* **TASK ITEM**:
Your answer should consist of the lines in the data below that contain "handles".

Saved data entries

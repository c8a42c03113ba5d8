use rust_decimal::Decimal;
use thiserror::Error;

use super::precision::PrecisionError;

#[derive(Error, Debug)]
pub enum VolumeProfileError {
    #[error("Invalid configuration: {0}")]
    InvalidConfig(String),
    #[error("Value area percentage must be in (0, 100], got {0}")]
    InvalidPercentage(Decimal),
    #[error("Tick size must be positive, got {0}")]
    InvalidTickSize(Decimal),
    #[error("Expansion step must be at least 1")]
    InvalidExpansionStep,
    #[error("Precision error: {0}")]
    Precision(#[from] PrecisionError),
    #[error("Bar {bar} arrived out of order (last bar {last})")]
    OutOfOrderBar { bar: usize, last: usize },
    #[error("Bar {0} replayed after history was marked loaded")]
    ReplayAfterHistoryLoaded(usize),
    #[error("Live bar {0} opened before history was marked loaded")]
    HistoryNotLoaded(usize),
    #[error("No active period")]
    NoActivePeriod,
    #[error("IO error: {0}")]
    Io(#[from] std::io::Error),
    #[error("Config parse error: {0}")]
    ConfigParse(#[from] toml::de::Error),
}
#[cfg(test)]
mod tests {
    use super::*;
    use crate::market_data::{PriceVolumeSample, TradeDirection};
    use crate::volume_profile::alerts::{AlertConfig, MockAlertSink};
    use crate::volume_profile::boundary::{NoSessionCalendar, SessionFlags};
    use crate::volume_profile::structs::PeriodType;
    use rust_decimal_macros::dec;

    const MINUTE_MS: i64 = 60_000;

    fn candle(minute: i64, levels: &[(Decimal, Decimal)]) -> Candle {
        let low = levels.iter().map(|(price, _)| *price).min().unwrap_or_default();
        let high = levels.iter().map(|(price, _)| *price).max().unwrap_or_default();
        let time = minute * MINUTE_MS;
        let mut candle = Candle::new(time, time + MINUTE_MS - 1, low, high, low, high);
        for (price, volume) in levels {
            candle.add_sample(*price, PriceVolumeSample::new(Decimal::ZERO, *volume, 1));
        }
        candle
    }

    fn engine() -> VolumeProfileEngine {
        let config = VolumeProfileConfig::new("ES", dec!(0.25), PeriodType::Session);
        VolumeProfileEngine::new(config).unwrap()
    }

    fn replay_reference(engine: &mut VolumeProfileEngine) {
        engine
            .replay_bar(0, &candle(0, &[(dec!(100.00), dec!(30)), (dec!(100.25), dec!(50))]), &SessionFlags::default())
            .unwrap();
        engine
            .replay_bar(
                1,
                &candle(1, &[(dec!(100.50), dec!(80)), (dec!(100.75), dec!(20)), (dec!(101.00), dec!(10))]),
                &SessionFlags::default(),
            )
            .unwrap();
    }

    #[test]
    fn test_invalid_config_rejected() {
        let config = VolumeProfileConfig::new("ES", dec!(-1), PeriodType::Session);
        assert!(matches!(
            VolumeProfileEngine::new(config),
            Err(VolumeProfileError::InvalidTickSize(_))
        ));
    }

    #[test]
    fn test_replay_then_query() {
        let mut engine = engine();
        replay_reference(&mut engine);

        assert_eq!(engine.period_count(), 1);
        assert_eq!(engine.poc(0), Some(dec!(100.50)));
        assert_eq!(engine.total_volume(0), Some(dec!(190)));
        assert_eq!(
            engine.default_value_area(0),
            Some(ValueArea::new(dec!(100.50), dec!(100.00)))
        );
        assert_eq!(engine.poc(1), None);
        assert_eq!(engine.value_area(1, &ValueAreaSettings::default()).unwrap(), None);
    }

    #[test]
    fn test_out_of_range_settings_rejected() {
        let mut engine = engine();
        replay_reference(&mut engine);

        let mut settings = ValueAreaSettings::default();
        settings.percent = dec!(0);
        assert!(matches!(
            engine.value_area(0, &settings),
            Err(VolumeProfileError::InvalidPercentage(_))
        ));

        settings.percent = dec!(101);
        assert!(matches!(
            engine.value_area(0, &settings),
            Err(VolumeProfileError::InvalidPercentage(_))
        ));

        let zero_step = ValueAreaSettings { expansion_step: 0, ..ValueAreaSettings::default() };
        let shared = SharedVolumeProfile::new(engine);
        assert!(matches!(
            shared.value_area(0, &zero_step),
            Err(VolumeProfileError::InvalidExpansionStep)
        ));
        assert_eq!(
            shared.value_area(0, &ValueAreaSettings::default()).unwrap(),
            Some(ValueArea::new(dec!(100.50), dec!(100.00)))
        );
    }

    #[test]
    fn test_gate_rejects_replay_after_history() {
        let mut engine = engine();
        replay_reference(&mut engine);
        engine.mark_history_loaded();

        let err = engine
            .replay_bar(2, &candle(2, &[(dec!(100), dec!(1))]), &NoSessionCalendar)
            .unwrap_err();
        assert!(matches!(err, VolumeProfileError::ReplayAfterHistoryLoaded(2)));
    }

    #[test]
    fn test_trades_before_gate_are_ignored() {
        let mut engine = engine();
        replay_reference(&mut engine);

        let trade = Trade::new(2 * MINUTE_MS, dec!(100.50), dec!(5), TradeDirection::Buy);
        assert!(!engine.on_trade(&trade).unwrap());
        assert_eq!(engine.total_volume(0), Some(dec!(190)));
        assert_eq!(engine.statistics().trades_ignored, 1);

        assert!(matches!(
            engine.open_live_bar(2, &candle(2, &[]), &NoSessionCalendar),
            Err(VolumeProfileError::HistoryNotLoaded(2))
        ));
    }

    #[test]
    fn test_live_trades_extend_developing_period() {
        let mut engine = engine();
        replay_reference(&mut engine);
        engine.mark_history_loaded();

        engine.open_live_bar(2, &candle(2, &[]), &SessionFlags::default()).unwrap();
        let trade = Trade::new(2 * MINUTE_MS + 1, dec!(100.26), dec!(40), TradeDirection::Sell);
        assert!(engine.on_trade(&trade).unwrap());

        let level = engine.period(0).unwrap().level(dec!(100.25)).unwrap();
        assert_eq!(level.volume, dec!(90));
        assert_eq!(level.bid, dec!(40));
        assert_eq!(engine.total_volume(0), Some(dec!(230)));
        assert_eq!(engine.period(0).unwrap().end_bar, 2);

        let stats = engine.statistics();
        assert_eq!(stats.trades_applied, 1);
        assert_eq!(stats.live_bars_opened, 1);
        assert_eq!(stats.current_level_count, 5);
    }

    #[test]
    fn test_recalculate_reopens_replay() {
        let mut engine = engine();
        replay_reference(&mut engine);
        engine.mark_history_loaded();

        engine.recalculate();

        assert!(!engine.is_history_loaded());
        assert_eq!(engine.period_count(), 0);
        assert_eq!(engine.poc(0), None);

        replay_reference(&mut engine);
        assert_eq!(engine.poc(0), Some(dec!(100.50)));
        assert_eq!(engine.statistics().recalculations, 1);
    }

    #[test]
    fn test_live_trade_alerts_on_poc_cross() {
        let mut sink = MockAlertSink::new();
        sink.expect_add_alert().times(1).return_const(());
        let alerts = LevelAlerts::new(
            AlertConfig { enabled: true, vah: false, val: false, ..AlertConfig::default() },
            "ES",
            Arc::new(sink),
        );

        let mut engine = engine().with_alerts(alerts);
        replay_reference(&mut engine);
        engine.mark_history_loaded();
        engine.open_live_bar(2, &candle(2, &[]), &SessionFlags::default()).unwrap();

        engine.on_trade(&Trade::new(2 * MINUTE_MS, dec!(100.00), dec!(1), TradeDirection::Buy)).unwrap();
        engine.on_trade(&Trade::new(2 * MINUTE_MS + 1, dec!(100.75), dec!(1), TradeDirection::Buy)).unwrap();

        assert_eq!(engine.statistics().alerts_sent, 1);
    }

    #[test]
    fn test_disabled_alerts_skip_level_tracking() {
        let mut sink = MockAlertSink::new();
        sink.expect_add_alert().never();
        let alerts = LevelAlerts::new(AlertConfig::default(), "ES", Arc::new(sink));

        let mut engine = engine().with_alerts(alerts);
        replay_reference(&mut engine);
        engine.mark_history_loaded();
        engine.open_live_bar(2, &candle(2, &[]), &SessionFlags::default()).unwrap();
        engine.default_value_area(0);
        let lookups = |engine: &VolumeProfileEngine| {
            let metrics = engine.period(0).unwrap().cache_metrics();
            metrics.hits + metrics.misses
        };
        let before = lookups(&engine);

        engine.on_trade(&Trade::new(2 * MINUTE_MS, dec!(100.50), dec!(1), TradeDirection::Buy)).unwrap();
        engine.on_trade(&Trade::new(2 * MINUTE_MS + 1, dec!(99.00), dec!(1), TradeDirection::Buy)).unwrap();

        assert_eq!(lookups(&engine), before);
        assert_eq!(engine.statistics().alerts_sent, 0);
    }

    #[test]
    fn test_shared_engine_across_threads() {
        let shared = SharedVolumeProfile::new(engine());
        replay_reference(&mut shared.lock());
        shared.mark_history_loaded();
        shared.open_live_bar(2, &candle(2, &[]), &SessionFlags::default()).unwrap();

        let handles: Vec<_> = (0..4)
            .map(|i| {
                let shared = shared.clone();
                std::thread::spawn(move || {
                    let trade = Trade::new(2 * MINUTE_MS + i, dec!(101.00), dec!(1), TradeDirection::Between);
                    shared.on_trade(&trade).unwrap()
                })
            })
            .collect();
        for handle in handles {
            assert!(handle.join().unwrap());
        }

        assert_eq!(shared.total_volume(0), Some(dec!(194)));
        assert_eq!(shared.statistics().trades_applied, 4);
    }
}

...

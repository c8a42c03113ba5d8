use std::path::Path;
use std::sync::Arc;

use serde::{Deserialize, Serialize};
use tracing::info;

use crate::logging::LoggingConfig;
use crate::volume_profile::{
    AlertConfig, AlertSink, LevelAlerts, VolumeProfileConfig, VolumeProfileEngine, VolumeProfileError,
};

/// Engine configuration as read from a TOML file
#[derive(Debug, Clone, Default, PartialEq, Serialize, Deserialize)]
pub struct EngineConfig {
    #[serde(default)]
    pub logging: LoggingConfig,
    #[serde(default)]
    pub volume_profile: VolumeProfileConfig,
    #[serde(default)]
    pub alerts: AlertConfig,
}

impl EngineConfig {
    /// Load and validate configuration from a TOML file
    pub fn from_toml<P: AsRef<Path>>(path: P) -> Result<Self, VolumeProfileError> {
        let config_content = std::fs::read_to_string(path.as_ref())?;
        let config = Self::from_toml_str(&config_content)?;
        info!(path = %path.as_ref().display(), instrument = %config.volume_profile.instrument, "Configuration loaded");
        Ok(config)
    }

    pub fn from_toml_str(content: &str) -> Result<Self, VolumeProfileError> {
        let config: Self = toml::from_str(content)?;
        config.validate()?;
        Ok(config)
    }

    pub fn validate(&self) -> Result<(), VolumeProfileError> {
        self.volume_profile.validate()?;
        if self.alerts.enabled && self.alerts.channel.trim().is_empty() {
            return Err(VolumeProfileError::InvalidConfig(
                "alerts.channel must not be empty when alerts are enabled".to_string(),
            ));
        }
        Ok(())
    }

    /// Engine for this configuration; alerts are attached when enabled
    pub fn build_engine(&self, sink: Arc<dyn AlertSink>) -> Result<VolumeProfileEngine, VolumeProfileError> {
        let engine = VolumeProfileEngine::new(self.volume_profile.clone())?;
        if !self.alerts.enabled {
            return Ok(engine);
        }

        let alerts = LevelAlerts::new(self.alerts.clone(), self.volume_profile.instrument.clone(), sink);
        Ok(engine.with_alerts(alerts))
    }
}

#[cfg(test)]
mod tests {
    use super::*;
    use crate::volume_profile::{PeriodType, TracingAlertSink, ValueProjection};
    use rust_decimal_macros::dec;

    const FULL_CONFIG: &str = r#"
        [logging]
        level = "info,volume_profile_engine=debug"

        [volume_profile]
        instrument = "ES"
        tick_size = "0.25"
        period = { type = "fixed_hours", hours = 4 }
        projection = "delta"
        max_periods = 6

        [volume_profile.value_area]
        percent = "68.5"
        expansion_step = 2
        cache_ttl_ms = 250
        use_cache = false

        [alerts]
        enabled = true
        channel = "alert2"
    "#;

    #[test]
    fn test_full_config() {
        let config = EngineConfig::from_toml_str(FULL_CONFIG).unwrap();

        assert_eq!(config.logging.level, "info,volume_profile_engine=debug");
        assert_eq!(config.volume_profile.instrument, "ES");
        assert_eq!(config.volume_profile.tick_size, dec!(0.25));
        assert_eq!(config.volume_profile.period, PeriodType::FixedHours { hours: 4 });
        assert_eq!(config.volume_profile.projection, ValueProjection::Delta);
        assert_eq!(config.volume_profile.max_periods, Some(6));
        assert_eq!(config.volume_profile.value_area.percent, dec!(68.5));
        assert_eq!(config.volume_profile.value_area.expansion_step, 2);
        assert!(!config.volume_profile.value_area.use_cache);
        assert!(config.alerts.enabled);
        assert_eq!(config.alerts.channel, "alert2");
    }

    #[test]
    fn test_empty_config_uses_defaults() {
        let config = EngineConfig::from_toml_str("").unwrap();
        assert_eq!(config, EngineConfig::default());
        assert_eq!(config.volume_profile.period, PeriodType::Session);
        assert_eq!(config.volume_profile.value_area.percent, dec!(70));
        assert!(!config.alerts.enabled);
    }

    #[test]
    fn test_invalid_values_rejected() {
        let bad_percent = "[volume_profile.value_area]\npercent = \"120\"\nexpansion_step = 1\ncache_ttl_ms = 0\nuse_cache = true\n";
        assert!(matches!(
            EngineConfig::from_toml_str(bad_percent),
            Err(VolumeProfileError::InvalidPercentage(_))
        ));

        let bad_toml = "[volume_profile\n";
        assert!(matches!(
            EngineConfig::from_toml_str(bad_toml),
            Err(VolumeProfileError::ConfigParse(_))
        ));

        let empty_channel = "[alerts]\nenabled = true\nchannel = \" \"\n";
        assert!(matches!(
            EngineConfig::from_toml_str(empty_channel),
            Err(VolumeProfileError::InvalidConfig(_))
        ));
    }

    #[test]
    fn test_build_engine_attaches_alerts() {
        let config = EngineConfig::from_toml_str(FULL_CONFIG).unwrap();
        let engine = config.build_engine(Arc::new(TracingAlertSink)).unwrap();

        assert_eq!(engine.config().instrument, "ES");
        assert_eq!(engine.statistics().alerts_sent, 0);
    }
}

* **FINAL ANSWER**:
        let handles: Vec<_> = (0..4)
        for handle in handles {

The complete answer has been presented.